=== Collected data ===
>>>

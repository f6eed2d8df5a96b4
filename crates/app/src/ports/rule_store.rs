//! Rule store port: persistence of raw rule documents.
//!
//! The store deals in JSON documents, not [`Rule`](thingrules_domain::rule::Rule)s:
//! documents may be in a legacy format and are only parsed after migration.

use std::future::Future;

use serde_json::Value;
use thingrules_domain::error::ThingRulesError;
use thingrules_domain::id::RuleId;

/// A persisted rule document together with the id it is stored under.
#[derive(Debug, Clone, PartialEq)]
pub struct StoredRule {
    pub id: RuleId,
    pub document: Value,
}

/// A stored row whose key or document could not be read.
#[derive(Debug)]
pub struct UnreadableRule {
    /// The key the row is stored under, verbatim.
    pub key: String,
    pub error: ThingRulesError,
}

/// One row returned by [`RuleStore::load_rules`].
pub type StoredRow = Result<StoredRule, UnreadableRule>;

/// Repository for rule documents.
pub trait RuleStore {
    /// Load every stored rule document.
    ///
    /// A row that cannot be read is returned as an [`UnreadableRule`] so the
    /// caller can report it; only a failure to read the store as a whole is
    /// an error.
    fn load_rules(&self) -> impl Future<Output = Result<Vec<StoredRow>, ThingRulesError>> + Send;

    /// Insert or replace the document stored under `id`.
    fn save_rule(
        &self,
        id: RuleId,
        document: &Value,
    ) -> impl Future<Output = Result<(), ThingRulesError>> + Send;

    /// Remove the document stored under `id`. Removing a missing id is not an error.
    fn delete_rule(&self, id: RuleId) -> impl Future<Output = Result<(), ThingRulesError>> + Send;
}

impl<T: RuleStore + Send + Sync> RuleStore for std::sync::Arc<T> {
    fn load_rules(&self) -> impl Future<Output = Result<Vec<StoredRow>, ThingRulesError>> + Send {
        (**self).load_rules()
    }

    fn save_rule(
        &self,
        id: RuleId,
        document: &Value,
    ) -> impl Future<Output = Result<(), ThingRulesError>> + Send {
        (**self).save_rule(id, document)
    }

    fn delete_rule(&self, id: RuleId) -> impl Future<Output = Result<(), ThingRulesError>> + Send {
        (**self).delete_rule(id)
    }
}
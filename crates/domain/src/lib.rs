//! # thingrules-domain
//!
//! Pure domain model for the thingrules rule engine.
//!
//! ## Responsibilities
//! - Foundational types: typed identifiers, error conventions, time helpers
//! - Define **Device events** (property changes and named events pushed by things)
//! - Define **Property references** and the read-only device-state view
//! - Define **Rules**: trigger trees, effect trees and the activation state machine
//! - Upgrade legacy persisted rule documents (**migration**)
//!
//! ## Dependency rule
//! This crate has **no internal dependencies**.
//! It must never import anything from `app`, adapters, or external IO crates.
//! All IO boundaries are expressed as traits in the `app` crate (ports).

pub mod error;
pub mod id;
pub mod time;

pub mod event;
pub mod migration;
pub mod property;
pub mod rule;
//! Event bus port: the device layer pushes events through it.

use std::future::Future;

use thingrules_domain::error::ThingRulesError;
use thingrules_domain::event::DeviceEvent;

/// Publishes device events to interested subscribers.
pub trait EventPublisher {
    /// Publish an event to all current subscribers.
    fn publish(&self, event: DeviceEvent)
    -> impl Future<Output = Result<(), ThingRulesError>> + Send;
}

impl<T: EventPublisher + Send + Sync> EventPublisher for std::sync::Arc<T> {
    fn publish(
        &self,
        event: DeviceEvent,
    ) -> impl Future<Output = Result<(), ThingRulesError>> + Send {
        (**self).publish(event)
    }
}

<<<

=== What to produce ===
Repeat every record above exactly as it appears.

=== Answer space ===
repository f6eed2d8df5a96b4
filename crates/app/src/ports/rule_store.rs
//! Rule store port: persistence of raw rule documents.
//!
//! The store deals in JSON documents, not [`Rule`](thingrules_domain::rule::Rule)s:
//! documents may be in a legacy format and are only parsed after migration.

use std::future::Future;

use serde_json::Value;
use thingrules_domain::error::ThingRulesError;
use thingrules_domain::id::RuleId;

/// A persisted rule document together with the id it is stored under.
#[derive(Debug, Clone, PartialEq)]
pub struct StoredRule {
    pub id: RuleId,
    pub document: Value,
}

/// A stored row whose key or document could not be read.
#[derive(Debug)]
pub struct UnreadableRule {
    /// The key the row is stored under, verbatim.
    pub key: String,
    pub error: ThingRulesError,
}

/// One row returned by [`RuleStore::load_rules`].
pub type StoredRow = Result<StoredRule, UnreadableRule>;

/// Repository for rule documents.
pub trait RuleStore {
    /// Load every stored rule document.
    ///
    /// A row that cannot be read is returned as an [`UnreadableRule`] so the
    /// caller can report it; only a failure to read the store as a whole is
    /// an error.
    fn load_rules(&self) -> impl Future<Output = Result<Vec<StoredRow>, ThingRulesError>> + Send;

    /// Insert or replace the document stored under `id`.
    fn save_rule(
        &self,
        id: RuleId,
        document: &Value,
    ) -> impl Future<Output = Result<(), ThingRulesError>> + Send;

    /// Remove the document stored under `id`. Removing a missing id is not an error.
    fn delete_rule(&self, id: RuleId) -> impl Future<Output = Result<(), ThingRulesError>> + Send;
}

impl<T: RuleStore + Send + Sync> RuleStore for std::sync::Arc<T> {
    fn load_rules(&self) -> impl Future<Output = Result<Vec<StoredRow>, ThingRulesError>> + Send {
        (**self).load_rules()
    }

    fn save_rule(
        &self,
        id: RuleId,
        document: &Value,
    ) -> impl Future<Output = Result<(), ThingRulesError>> + Send {
        (**self).save_rule(id, document)
    }

    fn delete_rule(&self, id: RuleId) -> impl Future<Output = Result<(), ThingRulesError>> + Send {
        (**self).delete_rule(id)
    }
}
filename crates/domain/src/lib.rs
//! # thingrules-domain
//!
//! Pure domain model for the thingrules rule engine.
//!
//! ## Responsibilities
//! - Foundational types: typed identifiers, error conventions, time helpers
//! - Define **Device events** (property changes and named events pushed by things)
//! - Define **Property references** and the read-only device-state view
//! - Define **Rules**: trigger trees, effect trees and the activation state machine
//! - Upgrade legacy persisted rule documents (**migration**)
//!
//! ## Dependency rule
//! This crate has **no internal dependencies**.
//! It must never import anything from `app`, adapters, or external IO crates.
//! All IO boundaries are expressed as traits in the `app` crate (ports).

pub mod error;
pub mod id;
pub mod time;

pub mod event;
pub mod migration;
pub mod property;
pub mod rule;
//! Event bus port: the device layer pushes events through it.

use std::future::Future;

use thingrules_domain::error::ThingRulesError;
use thingrules_domain::event::DeviceEvent;

/// Publishes device events to interested subscribers.
pub trait EventPublisher {
    /// Publish an event to all current subscribers.
    fn publish(&self, event: DeviceEvent)
    -> impl Future<Output = Result<(), ThingRulesError>> + Send;
}

impl<T: EventPublisher + Send + Sync> EventPublisher for std::sync::Arc<T> {
    fn publish(
        &self,
        event: DeviceEvent,
    ) -> impl Future<Output = Result<(), ThingRulesError>> + Send {
        (**self).publish(event)
    }
}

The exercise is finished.